O início dessa escalada de demanda pelos sistemas de massa se deu com a implantação do bilhete único, que deu condições a muita gente de fazer 2 percursos pelo preço de um. Mas a aparente estagnação do transporte por ônibus se deve ao congestionamento da cidade, que tem forte influência na qualidade e no custo desses transportes em superfície. Enquanto uma viagem por metrô tem tempo definido, o mesmo não ocorre com o ônibus, onde um mesmo percurso pode demandar uma, duas, ou três horas. Dessa forma, tem valido a pena, para o passageiro do metrô e da CPTM, enfrentar todos os dissabores da superlotação do transporte de massa.

Tudo isso apenas confirma o que se vem dizendo há décadas: é preciso destinar espaços exclusivos à circulação dos ônibus, tal como preconizou o plano SISTRAN, em 1975, ao propor para a cidade uma rede de 280 km de corredores privativos para uma frota de 1.580 tróleibus, dos quais 450 seriam do modelo articulado. Olavo Setubal empenhou-se nisso, numa perspectiva ecológica de melhoria do transporte coletivo; mas seus sucessores não tiveram a mesma visão.

O grande problema do transporte em superfície é a velocidade: quanto mais se congestiona o trânsito, pior fica o sistema coletivo. Foi assim que São Paulo acabou com o seu sistema de bondes, que deveria ter permanecido, uma vez modernizado, como transporte de média capacidade. Exceção feita a alguns corredores um tanto improvisados, São Paulo conta com um sistema de alta capacidade (metrô e trem metropolitano), mas que cresce (metrô) ou se moderniza (CPTM) muito lentamente, e o resto: uma barafunda de automóveis, ônibus, caminhões, motocicletas e bicicletas, tudo disputando o mesmo espaço viário.

O que se pode propor hoje, além da ampliação e modernização da rede de transporte de massa, é a criação de um sistema de média capacidade, tal como idealizado em 1997 através da lei municipal 12.328, extinta na administração seguinte. Ou seja, a volta ao plano SISTRAN, que pode ser complementado, se assim se mostrar conveniente, por uma rede de monotrilhos, que é a proposta da Companhia do Metropolitano.

A solução visível, testada e totalmente nacionalizada, além de mais barata e mais rápida de implantação, é o corredor de ônibus elétricos.

Adriano M. Branco

 


 

 

 

Sobre Adriano Branco

Eng. Adriano Murgel Branco Adriano Murgel Branco, paulistano de 76 anos, é administrador e engenheiro eletricista formado por uma das melhores escolas de engenharia do país - a Universidade Mackenzie.

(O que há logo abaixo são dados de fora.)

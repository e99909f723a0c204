//! 宿主对象
//!
//! [`Alive`] 持有工具登记表、记忆、agent 方法和 LLM 客户端。
//! 通过 [`AliveBuilder`] 显式登记工具和 agent；每个 agent 同时以 `agent` 标签登记为工具，
//! 因此 agent 之间可以按可见性规则互相调用。

use crate::agent::{self, AgentArgs, AgentSpec, AgentTool};
use crate::error::{AgentError, Result};
use crate::llm::{HttpLlmClient, LlmClient};
use crate::memory::{AliveField, MemorySlot, MemoryStore};
use crate::tools::builtin::{MemoriesOverviewTool, ReadMemoryTool};
use crate::tools::{
    Tool, ToolEntry, ToolExecutionConfig, ToolManager, ToolOptions, ToolRegistry, ToolRequest,
};
use serde::Serialize;
use serde::de::DeserializeOwned;
use serde_json::Value;
use std::collections::HashMap;
use std::sync::{Arc, PoisonError, RwLock, Weak};
use tracing::{debug, info};

pub struct Alive {
    name: String,
    registry: RwLock<ToolRegistry>,
    agents: RwLock<HashMap<String, AgentSpec>>,
    memory: MemoryStore,
    llm: Arc<dyn LlmClient>,
    tool_execution: ToolExecutionConfig,
    weak_self: Weak<Alive>,
}

impl Alive {
    pub fn builder(name: impl Into<String>) -> AliveBuilder {
        AliveBuilder::new(name)
    }

    pub fn name(&self) -> &str {
        &self.name
    }

    pub fn memory(&self) -> &MemoryStore {
        &self.memory
    }

    pub fn llm(&self) -> &dyn LlmClient {
        self.llm.as_ref()
    }

    /// 当前登记表的快照
    pub fn registry_snapshot(&self) -> ToolRegistry {
        self.registry
            .read()
            .unwrap_or_else(PoisonError::into_inner)
            .clone()
    }

    pub fn register_tool(&self, tool: Arc<dyn Tool>, options: ToolOptions) {
        self.registry
            .write()
            .unwrap_or_else(PoisonError::into_inner)
            .register_with(tool, options);
    }

    /// 登记 agent，并把它作为带 `agent` 标签的工具登记
    pub fn register_agent(&self, spec: AgentSpec) {
        let tool = AgentTool::new(spec.name(), spec.tool_description(), self.weak_self.clone());
        self.register_tool(Arc::new(tool), spec.get_tool_options().clone());
        debug!(host = %self.name, agent = %spec.name(), "登记 agent");
        self.agents
            .write()
            .unwrap_or_else(PoisonError::into_inner)
            .insert(spec.name().to_string(), spec);
    }

    pub fn agent(&self, name: &str) -> Option<AgentSpec> {
        self.agents
            .read()
            .unwrap_or_else(PoisonError::into_inner)
            .get(name)
            .cloned()
    }

    pub fn agent_names(&self) -> Vec<String> {
        let mut names: Vec<_> = self
            .agents
            .read()
            .unwrap_or_else(PoisonError::into_inner)
            .keys()
            .cloned()
            .collect();
        names.sort();
        names
    }

    pub fn resolve_tools(&self, request: &ToolRequest) -> Result<Vec<ToolEntry>> {
        self.registry
            .read()
            .unwrap_or_else(PoisonError::into_inner)
            .resolve(request)
    }

    /// 可见工具的名称，按输出顺序
    pub fn resolve_names(&self, request: &ToolRequest) -> Result<Vec<String>> {
        Ok(self
            .resolve_tools(request)?
            .iter()
            .map(|e| e.name().to_string())
            .collect())
    }

    pub fn export_toolset(
        &self,
        request: &ToolRequest,
        actual_tools: &[Arc<dyn Tool>],
    ) -> Result<ToolManager> {
        self.registry
            .read()
            .unwrap_or_else(PoisonError::into_inner)
            .export_toolset(request, actual_tools, self.tool_execution.clone())
    }

    pub async fn run_agent(&self, name: &str, args: AgentArgs) -> Result<Value> {
        let spec = self
            .agent(name)
            .ok_or_else(|| AgentError::NotFound(name.to_string()))?;
        info!(host = %self.name, agent = %name, "调用 agent");
        agent::invoke(self, &spec, &args).await
    }

    /// 读取记忆字段，首次访问时以默认值创建
    pub fn get_field<T>(&self, field: &AliveField<T>) -> Result<T>
    where
        T: Serialize + DeserializeOwned,
    {
        field.get(&self.memory)
    }

    pub fn set_field<T>(&self, field: &AliveField<T>, value: T) -> Result<()>
    where
        T: Serialize + DeserializeOwned,
    {
        field.set(&self.memory, value)
    }
}

impl std::fmt::Debug for Alive {
    fn fmt(&self, f: &mut std::fmt::Formatter<'_>) -> std::fmt::Result {
        f.debug_struct("Alive")
            .field("name", &self.name)
            .field("tools", &self.registry_snapshot().names())
            .field("agents", &self.agent_names())
            .finish()
    }
}

enum Pending {
    Tool(Arc<dyn Tool>, ToolOptions),
    Agent(AgentSpec),
}

/// [`Alive`] 构建器，按调用顺序登记工具和 agent
pub struct AliveBuilder {
    name: String,
    pending: Vec<Pending>,
    memory: MemoryStore,
    llm: Option<Arc<dyn LlmClient>>,
    tool_execution: ToolExecutionConfig,
    memory_tools: bool,
}

impl AliveBuilder {
    pub fn new(name: impl Into<String>) -> Self {
        Self {
            name: name.into(),
            pending: Vec::new(),
            memory: MemoryStore::new(),
            llm: None,
            tool_execution: ToolExecutionConfig::default(),
            memory_tools: true,
        }
    }

    pub fn llm(mut self, llm: Arc<dyn LlmClient>) -> Self {
        self.llm = Some(llm);
        self
    }

    pub fn tool(self, tool: Arc<dyn Tool>) -> Self {
        self.tool_with(tool, ToolOptions::new())
    }

    pub fn tool_with(mut self, tool: Arc<dyn Tool>, options: ToolOptions) -> Self {
        self.pending.push(Pending::Tool(tool, options));
        self
    }

    pub fn agent(mut self, spec: AgentSpec) -> Self {
        self.pending.push(Pending::Agent(spec));
        self
    }

    /// 预先创建记忆字段的槽位
    pub fn field<T>(self, field: &AliveField<T>) -> Result<Self>
    where
        T: Serialize + DeserializeOwned,
    {
        field.ensure(&self.memory)?;
        Ok(self)
    }

    /// 直接放入一个记忆槽位
    pub fn memory_slot(self, name: impl Into<String>, slot: MemorySlot) -> Self {
        self.memory.insert(name, slot);
        self
    }

    pub fn tool_execution(mut self, config: ToolExecutionConfig) -> Self {
        self.tool_execution = config;
        self
    }

    /// 不登记内置的 read_memory / get_memories_overview
    pub fn without_memory_tools(mut self) -> Self {
        self.memory_tools = false;
        self
    }

    pub fn build(self) -> Arc<Alive> {
        let AliveBuilder {
            name,
            pending,
            memory,
            llm,
            tool_execution,
            memory_tools,
        } = self;
        let llm = llm.unwrap_or_else(|| Arc::new(HttpLlmClient::default()));

        Arc::new_cyclic(|weak: &Weak<Alive>| {
            let mut registry = ToolRegistry::new();
            if memory_tools {
                registry.register(Arc::new(ReadMemoryTool::new(memory.clone())));
                registry.register(Arc::new(MemoriesOverviewTool::new(memory.clone())));
            }

            let mut agents = HashMap::new();
            for item in pending {
                match item {
                    Pending::Tool(tool, options) => {
                        registry.register_with(tool, options);
                    }
                    Pending::Agent(spec) => {
                        let tool =
                            AgentTool::new(spec.name(), spec.tool_description(), weak.clone());
                        registry.register_with(Arc::new(tool), spec.get_tool_options().clone());
                        agents.insert(spec.name().to_string(), spec);
                    }
                }
            }
            info!(host = %name, tools = registry.len(), agents = agents.len(), "宿主对象已构建");

            Alive {
                name,
                registry: RwLock::new(registry),
                agents: RwLock::new(agents),
                memory,
                llm,
                tool_execution,
                weak_self: weak.clone(),
            }
        })
    }
}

Branco, foi consultor no Brasil e em Moçambique, professor universitário, ocupou inúmeros cargos públicos, entre eles o de secretário da Habitação e secretário dos Transportes do Estado de São Paulo, nos anos 80. Ocupou também, cargos privados como o de diretor da Coplan, da Trol S.A., da TCL, da Caio entre outras. Ministrou palestras no Brasil,México,Colômbia,Venezuela,Equador, Paraguai, Argentina, Uruguai, Peru e Chile sobre transporte, segurança rodoviária e habitação. É autor de mais de duas centenas de artigos em jornais e revistas, publicadas até na Inglaterra e Alemanha. Em 1972, foi publicada sua primeira monografia sobre Acidentes Rodoviários; em 1975 é publicada a Normatização Brasileira de Defesa Rodoviárias. Teve também três de suas monografias publicadas em 1978: Trólebus,Tendências Modernas dos transportes Coletivos Pneumáticos e Transportes Urbanos por Trólebus; nos anos oitenta foram publicadas: Uma visão Sistêmica do Transporte Urbano, O Transporte Urbano no Brasil e A Prevenção dos Recursos Hídricos no Estado de São Paulo. Seus livros mais ressentem são Segurança Rodoviária, O Financiamento de Obras e de Serviços Públicos, em parceria com o Adilson Abreu Dallari, e Desenvolvimento Sustentável na Gestão de Serviços Públicos, em parceria com o economista Márcio Henrique Bernardes Martins.